* Exercise instructions:
Reply with the data below, repeated exactly in full.

* Exercise inputs:

//! Field extraction over rendered detail-page markup.
//!
//! Every field resolves through an ordered chain of [`Lookup`] strategies;
//! the first strategy producing a non-empty value wins. A chain that misses
//! entirely resolves to the [`UNKNOWN`] sentinel — a malformed or absent
//! sub-element never fails the whole record. Rating has its own composition
//! logic and a distinct [`NO_RATING`] sentinel (see [`extract_rating`]).

use gisgrab_core::{NO_RATING, UNKNOWN};
use scraper::{ElementRef, Html, Selector};

use crate::selectors;

/// Review-count text used when the rating block carries no count element.
const ZERO_RATINGS: &str = "0 ratings";

/// The fields extracted from a detail page.
#[derive(Debug, Clone, Copy, PartialEq, Eq)]
pub enum Field {
    Name,
    Address,
    Website,
    Phone,
    Rating,
    Hours,
}

/// A single lookup strategy against a parsed document.
///
/// Strategies are ordered from most to least stable: `data-testid` role
/// markers survive markup revisions that rename every generated class, so
/// they always come first in a chain.
#[derive(Debug)]
enum Lookup {
    /// Trimmed text of the first element matching the selector.
    Text(&'static str),
    /// An attribute of the first element matching the selector.
    Attr(&'static str, &'static str),
    /// Trimmed text of `inner` within the first match of `outer`.
    NestedText {
        outer: &'static str,
        inner: &'static str,
    },
    /// `href` of the first anchor inside the contact row whose label element
    /// contains `label`. Used when the primary role marker is absent in some
    /// listing categories.
    LabeledLink {
        label: &'static str,
        label_class_prefix: &'static str,
        row_class_prefix: &'static str,
    },
}

impl Lookup {
    /// Runs the strategy. `None` covers every miss: no match, empty text,
    /// missing attribute, or an unparseable selector.
    fn try_extract(&self, doc: &Html) -> Option<String> {
        match self {
            Lookup::Text(selector) => select_first(doc, selector).map(text_of),
            Lookup::Attr(selector, attr) => select_first(doc, selector)
                .and_then(|el| el.value().attr(attr))
                .map(str::to_owned),
            Lookup::NestedText { outer, inner } => {
                let outer_el = select_first(doc, outer)?;
                let sel = Selector::parse(inner).ok()?;
                outer_el.select(&sel).next().map(text_of)
            }
            Lookup::LabeledLink {
                label,
                label_class_prefix,
                row_class_prefix,
            } => labeled_link(doc, label, label_class_prefix, row_class_prefix),
        }
        .filter(|value| !value.is_empty())
    }
}

const NAME_CHAIN: &[Lookup] = &[Lookup::Text(selectors::DETAIL_HEADER)];

const ADDRESS_CHAIN: &[Lookup] = &[Lookup::Text(selectors::ADDRESS_LINK)];

/// The `data-testid` marker is absent in some listing categories; the
/// labeled contact row is the fallback path.
const WEBSITE_CHAIN: &[Lookup] = &[
    Lookup::Attr(selectors::WEBSITE_LINK, "href"),
    Lookup::LabeledLink {
        label: selectors::WEBSITE_LABEL_TEXT,
        label_class_prefix: selectors::WEBSITE_LABEL_CLASS_PREFIX,
        row_class_prefix: selectors::CONTACT_ROW_CLASS_PREFIX,
    },
];

const PHONE_CHAIN: &[Lookup] = &[Lookup::NestedText {
    outer: selectors::PHONE_LINK,
    inner: selectors::PHONE_NUMBER,
}];

const HOURS_CHAIN: &[Lookup] = &[Lookup::Text(selectors::HOURS_STATUS)];

/// Extracts one field from a parsed detail page, resolving to a sentinel on
/// any miss. Never fails.
#[must_use]
pub fn extract_field(doc: &Html, field: Field) -> String {
    let chain: &[Lookup] = match field {
        Field::Name => NAME_CHAIN,
        Field::Address => ADDRESS_CHAIN,
        Field::Website => WEBSITE_CHAIN,
        Field::Phone => PHONE_CHAIN,
        Field::Hours => HOURS_CHAIN,
        Field::Rating => return extract_rating(doc),
    };

    chain
        .iter()
        .find_map(|lookup| lookup.try_extract(doc))
        .unwrap_or_else(|| UNKNOWN.to_owned())
}

/// Composes `"<value> (<count>)"` from the rating block.
///
/// An absent container means the listing is confirmed to have no rating and
/// yields [`NO_RATING`] — distinct from [`UNKNOWN`], which would signal a
/// failed extraction. A container whose value child is missing also yields
/// [`NO_RATING`]; a missing count child alone defaults to [`ZERO_RATINGS`].
fn extract_rating(doc: &Html) -> String {
    let Some(container) = select_first(doc, selectors::RATING_CONTAINER) else {
        return NO_RATING.to_owned();
    };

    let Some(value) = select_in(container, selectors::RATING_VALUE)
        .map(text_of)
        .filter(|v| !v.is_empty())
    else {
        return NO_RATING.to_owned();
    };

    let count = select_in(container, selectors::RATING_COUNT)
        .map(text_of)
        .filter(|c| !c.is_empty())
        .unwrap_or_else(|| ZERO_RATINGS.to_owned());

    format!("{value} ({count})")
}

fn select_first<'a>(doc: &'a Html, selector: &str) -> Option<ElementRef<'a>> {
    let sel = Selector::parse(selector).ok()?;
    doc.select(&sel).next()
}

fn select_in<'a>(scope: ElementRef<'a>, selector: &str) -> Option<ElementRef<'a>> {
    let sel = Selector::parse(selector).ok()?;
    scope.select(&sel).next()
}

fn text_of(el: ElementRef<'_>) -> String {
    el.text().collect::<String>().trim().to_owned()
}

/// Finds the contact-row label `div` whose class starts with
/// `label_class_prefix` and whose text contains `label`, walks up to the
/// enclosing row (class prefix `row_class_prefix`), and returns the first
/// anchor's `href` inside it.
fn labeled_link(
    doc: &Html,
    label: &str,
    label_class_prefix: &str,
    row_class_prefix: &str,
) -> Option<String> {
    let div_sel = Selector::parse("div").ok()?;
    let anchor_sel = Selector::parse("a").ok()?;

    let label_el = doc.select(&div_sel).find(|el| {
        el.value()
            .classes()
            .any(|class| class.starts_with(label_class_prefix))
            && el.text().collect::<String>().contains(label)
    })?;

    let row = label_el.ancestors().find_map(|node| {
        ElementRef::wrap(node).filter(|el| {
            el.value().name() == "div"
                && el
                    .value()
                    .classes()
                    .any(|class| class.starts_with(row_class_prefix))
        })
    })?;

    row.select(&anchor_sel)
        .next()
        .and_then(|a| a.value().attr("href"))
        .map(str::to_owned)
}

#[cfg(test)]
#[path = "extract_test.rs"]
mod tests;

* Exercise output:
//! Field extraction over rendered detail-page markup.
//!
//! Every field resolves through an ordered chain of [`Lookup`] strategies;
//! the first strategy producing a non-empty value wins. A chain that misses
//! entirely resolves to the [`UNKNOWN`] sentinel — a malformed or absent
//! sub-element never fails the whole record. Rating has its own composition
//! logic and a distinct [`NO_RATING`] sentinel (see [`extract_rating`]).

use gisgrab_core::{NO_RATING, UNKNOWN};
use scraper::{ElementRef, Html, Selector};

use crate::selectors;

/// Review-count text used when the rating block carries no count element.
const ZERO_RATINGS: &str = "0 ratings";

/// The fields extracted from a detail page.
#[derive(Debug, Clone, Copy, PartialEq, Eq)]
pub enum Field {
    Name,
    Address,
    Website,
    Phone,
    Rating,
    Hours,
}

/// A single lookup strategy against a parsed document.
///
/// Strategies are ordered from most to least stable: `data-testid` role
/// markers survive markup revisions that rename every generated class, so
/// they always come first in a chain.
#[derive(Debug)]
enum Lookup {
    /// Trimmed text of the first element matching the selector.
    Text(&'static str),
    /// An attribute of the first element matching the selector.
    Attr(&'static str, &'static str),
    /// Trimmed text of `inner` within the first match of `outer`.
    NestedText {
        outer: &'static str,
        inner: &'static str,
    },
    /// `href` of the first anchor inside the contact row whose label element
    /// contains `label`. Used when the primary role marker is absent in some
    /// listing categories.
    LabeledLink {
        label: &'static str,
        label_class_prefix: &'static str,
        row_class_prefix: &'static str,
    },
}

impl Lookup {
    /// Runs the strategy. `None` covers every miss: no match, empty text,
    /// missing attribute, or an unparseable selector.
    fn try_extract(&self, doc: &Html) -> Option<String> {
        match self {
            Lookup::Text(selector) => select_first(doc, selector).map(text_of),
            Lookup::Attr(selector, attr) => select_first(doc, selector)
                .and_then(|el| el.value().attr(attr))
                .map(str::to_owned),
            Lookup::NestedText { outer, inner } => {
                let outer_el = select_first(doc, outer)?;
                let sel = Selector::parse(inner).ok()?;
                outer_el.select(&sel).next().map(text_of)
            }
            Lookup::LabeledLink {
                label,
                label_class_prefix,
                row_class_prefix,
            } => labeled_link(doc, label, label_class_prefix, row_class_prefix),
        }
        .filter(|value| !value.is_empty())
    }
}

const NAME_CHAIN: &[Lookup] = &[Lookup::Text(selectors::DETAIL_HEADER)];

const ADDRESS_CHAIN: &[Lookup] = &[Lookup::Text(selectors::ADDRESS_LINK)];

/// The `data-testid` marker is absent in some listing categories; the
/// labeled contact row is the fallback path.
const WEBSITE_CHAIN: &[Lookup] = &[
    Lookup::Attr(selectors::WEBSITE_LINK, "href"),
    Lookup::LabeledLink {
        label: selectors::WEBSITE_LABEL_TEXT,
        label_class_prefix: selectors::WEBSITE_LABEL_CLASS_PREFIX,
        row_class_prefix: selectors::CONTACT_ROW_CLASS_PREFIX,
    },
];

const PHONE_CHAIN: &[Lookup] = &[Lookup::NestedText {
    outer: selectors::PHONE_LINK,
    inner: selectors::PHONE_NUMBER,
}];

const HOURS_CHAIN: &[Lookup] = &[Lookup::Text(selectors::HOURS_STATUS)];

/// Extracts one field from a parsed detail page, resolving to a sentinel on
/// any miss. Never fails.
#[must_use]
pub fn extract_field(doc: &Html, field: Field) -> String {
    let chain: &[Lookup] = match field {
        Field::Name => NAME_CHAIN,
        Field::Address => ADDRESS_CHAIN,
        Field::Website => WEBSITE_CHAIN,
        Field::Phone => PHONE_CHAIN,
        Field::Hours => HOURS_CHAIN,
        Field::Rating => return extract_rating(doc),
    };

    chain
        .iter()
        .find_map(|lookup| lookup.try_extract(doc))
        .unwrap_or_else(|| UNKNOWN.to_owned())
}

/// Composes `"<value> (<count>)"` from the rating block.
///
/// An absent container means the listing is confirmed to have no rating and
/// yields [`NO_RATING`] — distinct from [`UNKNOWN`], which would signal a
/// failed extraction. A container whose value child is missing also yields
/// [`NO_RATING`]; a missing count child alone defaults to [`ZERO_RATINGS`].
fn extract_rating(doc: &Html) -> String {
    let Some(container) = select_first(doc, selectors::RATING_CONTAINER) else {
        return NO_RATING.to_owned();
    };

    let Some(value) = select_in(container, selectors::RATING_VALUE)
        .map(text_of)
        .filter(|v| !v.is_empty())
    else {
        return NO_RATING.to_owned();
    };

    let count = select_in(container, selectors::RATING_COUNT)
        .map(text_of)
        .filter(|c| !c.is_empty())
        .unwrap_or_else(|| ZERO_RATINGS.to_owned());

    format!("{value} ({count})")
}

fn select_first<'a>(doc: &'a Html, selector: &str) -> Option<ElementRef<'a>> {
    let sel = Selector::parse(selector).ok()?;
    doc.select(&sel).next()
}

fn select_in<'a>(scope: ElementRef<'a>, selector: &str) -> Option<ElementRef<'a>> {
    let sel = Selector::parse(selector).ok()?;
    scope.select(&sel).next()
}

fn text_of(el: ElementRef<'_>) -> String {
    el.text().collect::<String>().trim().to_owned()
}

/// Finds the contact-row label `div` whose class starts with
/// `label_class_prefix` and whose text contains `label`, walks up to the
/// enclosing row (class prefix `row_class_prefix`), and returns the first
/// anchor's `href` inside it.
fn labeled_link(
    doc: &Html,
    label: &str,
    label_class_prefix: &str,
    row_class_prefix: &str,
) -> Option<String> {
    let div_sel = Selector::parse("div").ok()?;
    let anchor_sel = Selector::parse("a").ok()?;

    let label_el = doc.select(&div_sel).find(|el| {
        el.value()
            .classes()
            .any(|class| class.starts_with(label_class_prefix))
            && el.text().collect::<String>().contains(label)
    })?;

    let row = label_el.ancestors().find_map(|node| {
        ElementRef::wrap(node).filter(|el| {
            el.value().name() == "div"
                && el
                    .value()
                    .classes()
                    .any(|class| class.starts_with(row_class_prefix))
        })
    })?;

    row.select(&anchor_sel)
        .next()
        .and_then(|a| a.value().attr("href"))
        .map(str::to_owned)
}

#[cfg(test)]
#[path = "extract_test.rs"]
mod tests;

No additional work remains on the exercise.